S is now 13 months old and the low bed has been working so well for us. She crawls out of her bed in the morning and comes to my room. We have a little cuddle and I nurse her and she then crawls back to her room and plays with her toys while I take my time to get up (sometimes takes me an hour). nap time also works great, she sleeps for almost two hours in the morning and I know she is up when I can hear her playing with the toys off her low shelf. Sometimes she gets behind the door and starts knocking until I open the door for her. At the moment I prefer to close her bedroom door so I can do housework without distrupting her sleep but ideally the bedroom door should be left open (in my opinion) so she can independently go about exploring the environment when she wakes up.
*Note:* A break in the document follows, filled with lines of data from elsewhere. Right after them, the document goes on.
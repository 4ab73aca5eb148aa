pub mod auth;
pub mod booking;
pub mod config;
pub mod handlers;
pub mod ledger;
pub mod models;
pub mod payment;
pub mod routes;
pub mod state;
pub mod store;
pub mod utils;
I am still in love with this concept. It makes sense to me and is just so lovely to be able to put a child to bed and be confident that when she wakes up she has the ability to move about in the environment without any obstacle. I sometimes find her talking to herself in the mirror making faces, giggling to herself and it just makes my day.
Low bed has it’s own challenges though. For the past few days S fights sleep at night. She wants to get out of her bed and come to us. I sometimes allow that if I can tell that she is not tired and not ready to sleep because I believe nothing should be really forced upon a child and we should truly “follow the child” as Montessori said. but if I can see that she is tired I stay with her, sing some lullabies, rub her back, and help her to go to sleep. This could take up to an hour sometimes but mostly she sleeps within 15 minutes. I must admit that for the first 12 months we had absolutely no issue. this is just a new thing and I think it must be because S has mastered crawling and she probably wants to practice it even more and is so eager to discover her surrounding. I found that if I take more time to slowly get her ready for bedtime (a few stories before bed, a soothing song played with low volume in the background, etc), she tends to fight sleep alot less. I guess if we had a cot instead, I either would have stayed in her room until she went to sleep which could take same effort if not more (as you can’t lay down next to your child to soothe them) or I would have walked out the room, meaning let her cry to sleep, so having a cot probably only would have been a plus if I wanted to do Cry it Out or a kind of sleep training method which I don’t really feel comfortable with.
Here is S’s bedroom.
left photo: low shelf, a chair for reading with some books in a basket for S to read on her own, at the moment S uses this chair ti pull herself up, more books on the top of the shelf to read together, drawing of some native birds of New Zealand, in choosing books I look for ones with real pictures or drawing that gives real information about real world.